The Michigan House of Representatives is taking up a bipartisan measure to assist the state's farmers.
Senate Bill 693 was introduced in December. It passed the Senate last week.
The bill aims to offer low-interest loans to qualified farmers who experienced losses due to the extreme weather in 2018 and 2019. The bill would update the state’s existing Agricultural Disaster Loan Origination Program, passed in June 2019. The ADLOP set aside $15 million for disaster relief, which also provided access to $300 million in loans.
Michigan farmers were hit hard by weather events in 2019. According to the U.S. Department of Agriculture, approximately 920,000 acres in the state were determined unfit for planting and 77 counties filed for one or more disaster designations last year.
The state was subjected to 37.9 inches of precipitation between May 1, 2018 and April 30, 2019.
One of the bill’s sponsors, Sen. Dan Lauwers, R-Brockway Twp., abstained from voting on the bill, claiming a conflict of interest due to the fact he is a farmer by trade.
“Last spring and fall, farms across the state suffered tremendous losses due to unpredictable weather,” Sen. Majority Leader Mike Shirkey said in a statement. “The agricultural industry is a vital part of Michigan’s economy, and it’s important we do everything we can to support our local farmers.”
SB 693 would establish a partnership between the state, private lenders and farmers, allowing farmers the ability to take out loans to cover 2020 expenses. The length of the loans would be changed from the current five years to seven years.
The first principle payment would not be due for 24 months after any loan origination. The bill would also update the interest rate to the five-year U.S. Treasury Note rate plus 2 percent.
“The program is a partnership between farmers and processors, private lenders, and the state to support the agriculture industry through loss of crops due to weather-related disasters,” Shirkey said.
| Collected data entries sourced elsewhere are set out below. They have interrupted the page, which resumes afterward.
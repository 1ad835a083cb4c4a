//!
//! Guarded user operations.
//!
//! Every handler follows the same order: define the caller's ability, check the
//! requested action against it, and only then touch the store. A denied check
//! returns `PolicyError::Forbidden` and leaves the store unchanged.

use crate::ability::{Ability, AbilityFactory, Principal};
use crate::error::PolicyError;
use crate::types::{Action, SubjectType, UserId};
use crate::user::entity::{CreateUserDto, UpdateUserDto, User};
use crate::user::service::UserService;

/// Denial message for write operations on users.
pub const ADMIN_ONLY: &str = "only admin!!";

#[derive(Debug, Clone, Default)]
pub struct UserController {
    service: UserService,
    abilities: AbilityFactory,
}

impl UserController {
    pub fn new(service: UserService) -> Self {
        UserController {
            service,
            abilities: AbilityFactory::new(),
        }
    }

    pub fn service(&self) -> &UserService {
        &self.service
    }

    pub fn create<P: Principal + ?Sized>(
        &mut self,
        principal: &P,
        dto: CreateUserDto,
    ) -> Result<User, PolicyError> {
        let ability = self.abilities.define_ability(principal)?;
        if ability.cannot(Action::Create, &SubjectType::USER) {
            tracing::warn!(principal = %principal.id(), "Create user denied");
            return Err(PolicyError::forbidden(ADMIN_ONLY, Action::Create, SubjectType::USER));
        }
        dto.validate()?;
        let user = self.service.create(dto);
        tracing::debug!(principal = %principal.id(), user = %user.id, "Created user");
        Ok(user)
    }

    pub fn find_all<P: Principal + ?Sized>(
        &self,
        principal: &P,
    ) -> Result<Vec<User>, PolicyError> {
        let ability = self.abilities.define_ability(principal)?;
        ability.check(Action::Read, &SubjectType::USER, PolicyError::DEFAULT_FORBIDDEN)?;
        Ok(self.service.find_all().to_vec())
    }

    pub fn find_one<P: Principal + ?Sized>(
        &self,
        principal: &P,
        id: UserId,
    ) -> Result<User, PolicyError> {
        let ability = self.abilities.define_ability(principal)?;
        ability.check(Action::Read, &SubjectType::USER, PolicyError::DEFAULT_FORBIDDEN)?;
        let user = self.service.find_one(id).ok_or(PolicyError::NotFound(id))?;
        ability.check(Action::Read, user, PolicyError::DEFAULT_FORBIDDEN)?;
        Ok(user.clone())
    }

    pub fn update<P: Principal + ?Sized>(
        &mut self,
        principal: &P,
        id: UserId,
        dto: UpdateUserDto,
    ) -> Result<User, PolicyError> {
        let ability = self.abilities.define_ability(principal)?;
        self.guard_write(&ability, principal, Action::Update, id)?;
        dto.validate()?;
        self.service.update(id, &dto).ok_or(PolicyError::NotFound(id))
    }

    pub fn remove<P: Principal + ?Sized>(
        &mut self,
        principal: &P,
        id: UserId,
    ) -> Result<User, PolicyError> {
        let ability = self.abilities.define_ability(principal)?;
        self.guard_write(&ability, principal, Action::Delete, id)?;
        self.service.remove(id).ok_or(PolicyError::NotFound(id))
    }

    // Type-level check precedes the lookup: without the grant, unknown and
    // existing ids are both denied. The instance-level check follows the lookup.
    fn guard_write<P: Principal + ?Sized>(
        &self,
        ability: &Ability,
        principal: &P,
        action: Action,
        id: UserId,
    ) -> Result<(), PolicyError> {
        let checked = ability
            .check(action, &SubjectType::USER, ADMIN_ONLY)
            .and_then(|()| {
                let target = self.service.find_one(id).ok_or(PolicyError::NotFound(id))?;
                ability.check(action, target, ADMIN_ONLY)
            });
        if let Err(err) = &checked {
            if err.is_denial() {
                tracing::warn!(
                    principal = %principal.id(),
                    user = %id,
                    %action,
                    "User write denied"
                );
            }
        }
        checked
    }
}

#[cfg(test)]
mod tests {
    use super::*;
    use crate::error::AbilityError;
    use crate::user::entity::Claims;

    fn principal(is_admin: bool) -> User {
        User {
            id: UserId::new_v4(),
            name: if is_admin { "root".into() } else { "guest".into() },
            email: "someone@example.com".into(),
            is_admin,
        }
    }

    fn new_user() -> CreateUserDto {
        CreateUserDto { name: "Ada".into(), email: "ada@example.com".into(), is_admin: false }
    }

    #[test]
    fn test_admin_creates_user() {
        let mut controller = UserController::default();
        let created = controller.create(&principal(true), new_user()).unwrap();
        assert_eq!(created.name, "Ada");
        assert_eq!(controller.service().len(), 1);
    }

    #[test]
    fn test_member_create_is_forbidden_and_store_untouched() {
        let mut controller = UserController::default();
        let err = controller.create(&principal(false), new_user()).unwrap_err();
        assert_eq!(err, PolicyError::forbidden(ADMIN_ONLY, Action::Create, SubjectType::USER));
        assert_eq!(err.to_string(), "only admin!!");
        assert!(controller.service().is_empty());
    }

    #[test]
    fn test_denial_is_reported_before_validation() {
        let mut controller = UserController::default();
        let bad = CreateUserDto { name: String::new(), ..new_user() };
        assert!(controller.create(&principal(false), bad.clone()).unwrap_err().is_denial());
        assert!(matches!(controller.create(&principal(true), bad), Err(PolicyError::Invalid(_))));
    }

    #[test]
    fn test_member_reads_but_cannot_write() {
        let mut controller = UserController::default();
        let admin = principal(true);
        let member = principal(false);
        let ada = controller.create(&admin, new_user()).unwrap();

        assert_eq!(controller.find_all(&member).unwrap(), vec![ada.clone()]);
        assert_eq!(controller.find_one(&member, ada.id).unwrap(), ada);

        let patch = UpdateUserDto { name: Some("Augusta".into()), ..Default::default() };
        assert!(controller.update(&member, ada.id, patch.clone()).unwrap_err().is_denial());
        assert!(controller.remove(&member, ada.id).unwrap_err().is_denial());
        assert_eq!(controller.find_one(&admin, ada.id).unwrap().name, "Ada");

        assert_eq!(controller.update(&admin, ada.id, patch).unwrap().name, "Augusta");
        assert_eq!(controller.remove(&admin, ada.id).unwrap().id, ada.id);
        assert!(controller.service().is_empty());
    }

    #[test]
    fn test_unknown_id_is_not_found() {
        let mut controller = UserController::default();
        let admin = principal(true);
        let missing = UserId::new_v4();
        let not_found = Err(PolicyError::NotFound(missing));
        assert_eq!(controller.find_one(&admin, missing), not_found);
        assert_eq!(controller.update(&admin, missing, UpdateUserDto::default()), not_found);
        assert_eq!(controller.remove(&admin, missing), not_found);
    }

    #[test]
    fn test_member_write_on_unknown_id_is_denied_not_missing() {
        let mut controller = UserController::default();
        let member = principal(false);
        let missing = UserId::new_v4();

        let err = controller.update(&member, missing, UpdateUserDto::default()).unwrap_err();
        assert_eq!(err, PolicyError::forbidden(ADMIN_ONLY, Action::Update, SubjectType::USER));
        assert_eq!(err.status_code(), 403);

        let err = controller.remove(&member, missing).unwrap_err();
        assert_eq!(err, PolicyError::forbidden(ADMIN_ONLY, Action::Delete, SubjectType::USER));
        assert_eq!(err.status_code(), 403);

        // Reads are granted, so an unknown id is reported as missing.
        assert_eq!(controller.find_one(&member, missing), Err(PolicyError::NotFound(missing)));
    }

    #[test]
    fn test_malformed_principal_is_not_a_denial() {
        let mut controller = UserController::default();
        let claims = Claims { id: UserId::new_v4(), is_admin: None };
        let err = controller.create(&claims, new_user()).unwrap_err();
        let expected = AbilityError::MalformedPrincipal(claims.id.to_string());
        assert_eq!(err, PolicyError::Ability(expected));
        assert_eq!(err.status_code(), 500);
        assert!(controller.service().is_empty());
    }
}
#![forbid(unsafe_code)]
#![deny(clippy::all)]
#![deny(deprecated)]

//!
//! Warden-Core is a declarative authorization engine.
//!
//! Given a principal and a requested action on a subject, it decides whether the
//! action is permitted. A principal's role selects a small set of allow-rules,
//! each binding an `Action` (or the `manage` wildcard) to a `SubjectType` (or the
//! `all` wildcard). An `Ability` built from those rules answers `can` / `cannot`.
//!
//! ```
//! use warden_core::{build_ability, Action, SubjectType, User, UserId};
//!
//! let member = User {
//!     id: UserId::new_v4(),
//!     name: "guest".into(),
//!     email: "g@example.com".into(),
//!     is_admin: false,
//! };
//! let ability = build_ability(&member).unwrap();
//! assert!(ability.can(Action::Read, &member));
//! assert!(ability.cannot(Action::Create, &SubjectType::USER));
//! ```

// Shared vocabulary (Action, SubjectType, Role, UserId).
pub mod types;

// Error types.
pub mod error;

// Subject type resolution.
pub mod subject;

// Rule algebra and matcher.
pub mod rules;

// Ability definition and the decision surface.
pub mod ability;

// User records, store, and guarded controller.
pub mod user;

#[cfg(feature = "test-utils")]
pub mod fixtures;

pub use ability::{build_ability, Ability, AbilityFactory, Principal};
pub use error::{AbilityError, PolicyError, StoreError};
pub use rules::{Rule, RuleSet};
pub use subject::Subject;
pub use types::{Action, Role, SubjectType, UserId};
pub use user::{Claims, CreateUserDto, UpdateUserDto, User, UserController, UserService};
“Updating this program will give farmers the peace of mind that they can take out a loan based on their qualified losses to cover their everyday expenses – including machinery, land and infrastructure payments – rather than sell the family farm,” Shirkey said.
“The bill would have no fiscal impact on state or local government,” according to the House Fiscal Agency analysis. “The program received a $15.0 million appropriation in 2019 PA 45 and, to date, no funds have been spent. The funds are currently considered work project appropriations and are available for expenditure through September 30, 2023.”
“Farm Bureau supports SB 693 as a means to assist farmers dealing with the weather disaster they experienced in 2019,” Michigan Farm Bureau Legislative Counsel Rebecca Park said in an email to The Center Square.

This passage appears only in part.